« On attache aussi bien toute la philosophie morale à une vie populaire et privée que à une vie de plus riche étoffe ; chaque homme porte la forme de l’humaine condition. Les auteurs se communiquent au peuple par quelque marque particulière et étrangère ; moi, le premier, par mon être universel, comme Michel de Montaigne, non comme grammairien, ou poète, ou jurisconsulte. »

(Montaigne Essais III,2 Du repentir)

Ce passage bien connu réussit à condenser en deux phrases magistrales non seulement le caractère humaniste des Essais, mais le sens profond de toute démarche humaniste.

« Le paradoxe du singulier-universel est au cœur de l’humanisme : un être humain vit dans sa subjectivité propre, selon un mode absolument unique de rapport au monde. Or la subjectivité est en même temps le marqueur décisif de l’humanité en lui. Ainsi singularité (chaque) et totalité (forme entière) ne sont pas en contradiction mais en interaction. Chaque singularité nourrit la totalité comme celle-ci la nourrit. Le premier à écrire, mieux que des mémoires, le livre-même de son être, Montaigne ouvre une voie, comme on réalise une première en alpinisme : oui, un authentique accès à l’universel peut se frayer par les chemins de la subjectivité. »*

Parmi les trois caractères cités, jurisconsulte est logique pour le magistrat qu’il fut. Les deux autres sont plus inattendus. Pourquoi pas philosophe, ou simplement essayiste ? (interroge le lecteur, conjecture la lectrice).

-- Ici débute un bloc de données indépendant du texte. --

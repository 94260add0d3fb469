//! Time ordered iteration over the messages of one or more bags

use crate::error::Result;
use crate::reader::Bag;
use crate::types::{Connection, Message, RosTime};
use std::borrow::Cow;
use std::collections::hash_map::Entry;
use std::collections::{HashMap, HashSet};

/// A filtered, time ordered selection of messages.
///
/// ```no_run
/// use embag::Bag;
///
/// # fn main() -> Result<(), embag::BagError> {
/// let bag = Bag::open("test.bag")?;
/// for message in bag.view().with_topics(["/base_scan"]).messages() {
///     let message = message?;
///     println!("{} {}", message.timestamp, message.topic);
/// }
/// # Ok(())
/// # }
/// ```
#[derive(Default, Clone)]
pub struct View<'a> {
    bags: Vec<&'a Bag>,
    topics: Option<HashSet<String>>,
    start: Option<RosTime>,
    end: Option<RosTime>,
}

/// One message position selected by a view
#[derive(Clone, Copy)]
struct Planned<'a> {
    time: RosTime,
    bag: usize,
    chunk: usize,
    offset: u32,
    connection: &'a Connection,
}

impl<'a> View<'a> {
    /// An empty view
    pub fn new() -> Self {
        Self::default()
    }

    /// Merge the messages of another bag into this view
    pub fn add_bag(mut self, bag: &'a Bag) -> Self {
        self.bags.push(bag);
        self
    }

    /// Only yield messages on these topics
    pub fn with_topics<I, S>(mut self, topics: I) -> Self
    where
        I: IntoIterator<Item = S>,
        S: Into<String>,
    {
        self.topics = Some(topics.into_iter().map(Into::into).collect());
        self
    }

    /// Only yield messages with `start <= timestamp <= end`
    pub fn with_time_range(mut self, start: RosTime, end: RosTime) -> Self {
        self.start = Some(start);
        self.end = Some(end);
        self
    }

    /// Connections selected by the topic filter
    pub fn connections(&self) -> Vec<&'a Connection> {
        self.bags
            .iter()
            .flat_map(|&bag| bag.connections())
            .filter(|connection| self.selects(connection))
            .collect()
    }

    fn selects(&self, connection: &Connection) -> bool {
        self.topics
            .as_ref()
            .map_or(true, |topics| topics.contains(&connection.topic))
    }

    fn in_range(&self, time: RosTime) -> bool {
        self.start.map_or(true, |start| time >= start) && self.end.map_or(true, |end| time <= end)
    }

    fn planned(&self) -> impl Iterator<Item = Planned<'a>> + '_ {
        self.bags.iter().enumerate().flat_map(move |(bag_idx, &bag)| {
            bag.connections()
                .filter(move |connection| self.selects(connection))
                .flat_map(move |connection| {
                    connection
                        .blocks
                        .iter()
                        .flat_map(|block| block.entries.iter())
                        .filter(move |entry| self.in_range(entry.time))
                        .map(move |entry| Planned {
                            time: entry.time,
                            bag: bag_idx,
                            chunk: entry.chunk,
                            offset: entry.offset,
                            connection,
                        })
                })
        })
    }

    /// Timestamp of the first message the view yields
    pub fn start_time(&self) -> Option<RosTime> {
        self.planned().map(|p| p.time).min()
    }

    /// Timestamp of the last message the view yields
    pub fn end_time(&self) -> Option<RosTime> {
        self.planned().map(|p| p.time).max()
    }

    /// Number of messages the view yields
    pub fn message_count(&self) -> usize {
        self.planned().count()
    }

    /// Iterate the selected messages in timestamp order
    pub fn messages(&self) -> MessageIter<'a> {
        let mut entries: Vec<Planned<'a>> = self.planned().collect();
        entries.sort_by_key(|p| (p.time, p.bag, p.chunk, p.offset));

        let mut remaining: HashMap<(usize, usize), usize> = HashMap::new();
        for entry in &entries {
            *remaining.entry((entry.bag, entry.chunk)).or_default() += 1;
        }
        log::debug!(
            "view selected {} messages across {} chunks",
            entries.len(),
            remaining.len()
        );

        MessageIter {
            bags: self.bags.clone(),
            entries: entries.into_iter(),
            remaining,
            cache: HashMap::new(),
        }
    }
}

/// Iterator returned by [`View::messages`]
pub struct MessageIter<'a> {
    bags: Vec<&'a Bag>,
    entries: std::vec::IntoIter<Planned<'a>>,
    /// Entries still to be read per (bag, chunk)
    remaining: HashMap<(usize, usize), usize>,
    /// Decompressed chunks still referenced by remaining entries
    cache: HashMap<(usize, usize), Cow<'a, [u8]>>,
}

impl<'a> MessageIter<'a> {
    fn read(&mut self, entry: &Planned<'a>) -> Result<Message> {
        let bag = self.bags[entry.bag];
        let key = (entry.bag, entry.chunk);

        let data = match self.cache.entry(key) {
            Entry::Occupied(cached) => cached.into_mut(),
            Entry::Vacant(slot) => slot.insert(bag.chunk_data(entry.chunk)?),
        };

        bag.read_message(entry.connection, &**data, entry.offset)
    }

    fn release(&mut self, key: (usize, usize)) {
        if let Some(count) = self.remaining.get_mut(&key) {
            *count -= 1;
            if *count == 0 {
                self.remaining.remove(&key);
                self.cache.remove(&key);
            }
        }
    }
}

impl Iterator for MessageIter<'_> {
    type Item = Result<Message>;

    fn next(&mut self) -> Option<Self::Item> {
        let entry = self.entries.next()?;
        let result = self.read(&entry);
        self.release((entry.bag, entry.chunk));
        Some(result)
    }

    fn size_hint(&self) -> (usize, Option<usize>) {
        self.entries.size_hint()
    }
}

impl ExactSizeIterator for MessageIter<'_> {}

En se désignant comme grammairien et poète Montaigne revendique avant tout son travail de styliste. Plus je le lis plus j’adhère à cette perception. Son rapport de créateur à la langue (tel celui du sculpteur avec son matériau) est en effet sa marque essentielle, le cœur de son génie.

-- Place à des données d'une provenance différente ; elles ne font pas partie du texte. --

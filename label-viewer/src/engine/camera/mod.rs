//! Viewer cameras and their reconciliation against the snapshot.
//!
//! A viewer renders through either a generic perspective camera or one
//! reconstructed from sensor intrinsics. [`provider::CameraProvider`] decides
//! which on every state change and keeps the pose anchored to the sensor.

/// Single-owner camera holder that rebuilds or re-poses on state changes.
pub mod provider;
/// Projection variants and the camera type shared with the delegate and registry.
pub mod viewer_camera;
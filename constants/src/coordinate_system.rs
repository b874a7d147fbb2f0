use bevy::math::Quat;

/// Rotation applied after a sensor's extrinsic rotation so the camera looks
/// down its own -Z axis. Sensor frames look down +Z with +Y pointing down;
/// a half turn about local X maps one convention onto the other.
///
/// Quaternion (x, y, z, w) = (1, 0, 0, 0), i.e. 180° about X.
pub const SENSOR_TO_CAMERA: Quat = Quat::from_xyzw(1.0, 0.0, 0.0, 0.0);

/// Default up axis for orbit poses that do not name one.
pub const DEFAULT_UP: [f32; 3] = [0.0, 1.0, 0.0];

Le chapitre Sur des vers de Virgile (III,5) en est un des meilleurs témoins. Montaigne y commente un extrait de l’Énéide (convoqué en fait pour une autre raison que stylistique), et d’autres poètes latins. Ce qui l’amène à formuler sa conception du style, dans ces phrases dont (forcément) il faut peser chaque terme.

« Le maniement et emploite des beaux esprits donne prix à la langue, non pas en l’innovant tant comme en la remplissant de plus vigoureux et divers services, l’étirant et la ployant. Ils n’y apportent point des mots, mais ils enrichissent les leurs, appesantissent et enfoncent leur signification et leur usage, lui apprenant des mouvements inaccoutumés, mais prudemment et ingénieusement. »

*Auto-citation d’un livre que j’ai publié en 2014. (J’ai essayé de reformuler, mais j’ai pas trouvé mieux, je veux dire plus clair).

Crédit image : Josse/Leemage/AFP

Un Commentaire

  • Laure-Anne dit :

    Oui, écrire, c’est tendre vers chacun, populaire et de riche étoffe. Et ce fait-il.
    Oui le style c’est l’homme, qui ploie et étire mots et phrases comme il bougerait son corps ou modulerait sa voix…
    Il peut même ajouter des mots pourvu qu’il aient commerce respectueux avec les infinis possibles du code.
    Merci chère Ariane, de nous donner un savoir lire de qui sait si bien écrire.